Crucial U.N. Peacekeeping Is Stretched to 'Absolute Limits'
The alarming state of the overtaxed United Nations peacekeeping system endangers human rights, genocide prevention, development and the prospects for sustainable peace, USIP board Vice Chairman George Moose told an audience June 5 at the annual membership meeting of the United Nations Association of the National Capital Area.
“Of all the issues on the U.N.’s agenda in this year, none is more urgent or critical than modernizing and revitalizing U.N. peacekeeping,” Moose, a former U.S. assistant secretary of state for African affairs, said in the gathering at the United Nations Foundation in Washington D.C. The event also honored USIP Senior Advisor Princeton N. Lyman, a former U.S. Special Envoy for Sudan and South Sudan, and one-time ambassador to South Africa and Nigeria, with the Arthur W. Johnson Leadership Award.
“Rightly, peacekeeping is viewed as the U.N.’s signature brand. It is what earned the U.N. the Nobel Peace Prize in 1988.” -- USIP Vice Chairman George Moose
USIP’s training and professional education arm, the Academy for International Conflict Management and Peacebuilding, conducts trainings for peacekeeping contingents in non-violent responses to potential confrontations such as at checkpoints and in principles such as the protection of civilians.

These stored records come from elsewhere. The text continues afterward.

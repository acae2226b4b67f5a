use log::debug;

/// Counts the triplets `(p, q, r)` of distinct values with `p` from `a`, `q`
/// from `b` and `r` from `c` such that `p <= q` and `r <= q`.
///
/// Duplicates inside each input are counted once. After sorting, one sweep
/// over `b` advances a cursor into `a` and one into `c`.
///
/// # Example
/// ```
/// use algos_paths::cs::combinatorial::count_triplets;
///
/// assert_eq!(count_triplets(&[1, 3, 5], &[2, 3], &[1, 2, 3]), 8);
/// ```
///
/// # Complexity
/// * Time: O(n log n) for the sorts, O(n) for the sweep
/// * Space: O(n)
pub fn count_triplets<T: Ord + Clone>(a: &[T], b: &[T], c: &[T]) -> u64 {
    let a = sorted_distinct(a);
    let b = sorted_distinct(b);
    let c = sorted_distinct(c);

    let (mut in_a, mut in_c) = (0, 0);
    let mut total = 0_u64;
    for q in &b {
        while in_a < a.len() && a[in_a] <= *q {
            in_a += 1;
        }
        while in_c < c.len() && c[in_c] <= *q {
            in_c += 1;
        }
        total += in_a as u64 * in_c as u64;
    }
    debug!(
        "count_triplets: {}x{}x{} distinct values, {} triplets",
        a.len(),
        b.len(),
        c.len(),
        total
    );
    total
}

fn sorted_distinct<T: Ord + Clone>(values: &[T]) -> Vec<T> {
    let mut values = values.to_vec();
    values.sort_unstable();
    values.dedup();
    values
}

#[cfg(test)]
mod tests {
    use super::*;

    #[test]
    fn test_small_inputs() {
        assert_eq!(count_triplets(&[1, 3, 5], &[2, 3], &[1, 2, 3]), 8);
        assert_eq!(count_triplets(&[1, 4, 5], &[2, 3, 3], &[1, 2, 3]), 5);
        assert_eq!(
            count_triplets(&[1, 3, 5, 7], &[5, 7, 9], &[7, 9, 11, 13]),
            12
        );
    }

    #[test]
    fn test_duplicates_count_once() {
        // Unsorted input with duplicates that are not adjacent
        assert_eq!(count_triplets(&[3, 1, 3], &[3, 2, 3], &[2, 1, 2]), 6);
    }

    #[test]
    fn test_no_triplets() {
        assert_eq!(count_triplets(&[9, 10], &[1, 2], &[0]), 0);
        assert_eq!(count_triplets::<u32>(&[], &[1], &[1]), 0);
    }
}
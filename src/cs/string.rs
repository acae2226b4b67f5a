pub mod alignment;
pub mod longest_common_subsequence;
pub mod palindromes;
pub mod prefix_tree;

// Re-export string algorithms
pub use alignment::{alignment, edit_distance, EditOp};
pub use longest_common_subsequence::{lcs, lcs_length};
pub use palindromes::{palindromic_spans, palindromic_substrings};
pub use prefix_tree::PrefixTree;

Moose detailed his points in the remarks below, as prepared for delivery:
This year, 2015, is certain to be an important year for the United Nations – possibly an inflection year. For starters, it marks the organization’s 70th anniversary. It is also the year when the U.N. will seek to agree a comprehensive new development agenda to succeed the MDGs [Millennium Development Goals]. And, of course, there is the unfinished task of leading the international community to agreement on an urgently needed global response to climate change.
But my purpose here this evening is to make the case that, of all the issues on the U.N.’s agenda in this year, none is more urgent or critical than modernizing and revitalizing U.N. peacekeeping, and ensuring the survival and sustainability of this essential international security tool. Why do I say this? First, because it is increasingly clear that the U.N.’s peacekeeping capacities have been stretched to their absolute limits. And secondly because it is equally clear that the absence of a robust capacity for peace operations would jeopardize a good many of the other goals on our international agenda.
If you are concerned about advancing the human rights agenda, then you should worry about what would happen in the absence of the human rights protections afforded by peacekeepers.
If you are concerned about genocide prevention, then you should worry about what the collapse of U.N. peace operations would mean for our already limited ability to respond to situations of mass atrocity.
If you are concerned about development, then you must acknowledge the reality that peace and stability are the absolute prerequisites.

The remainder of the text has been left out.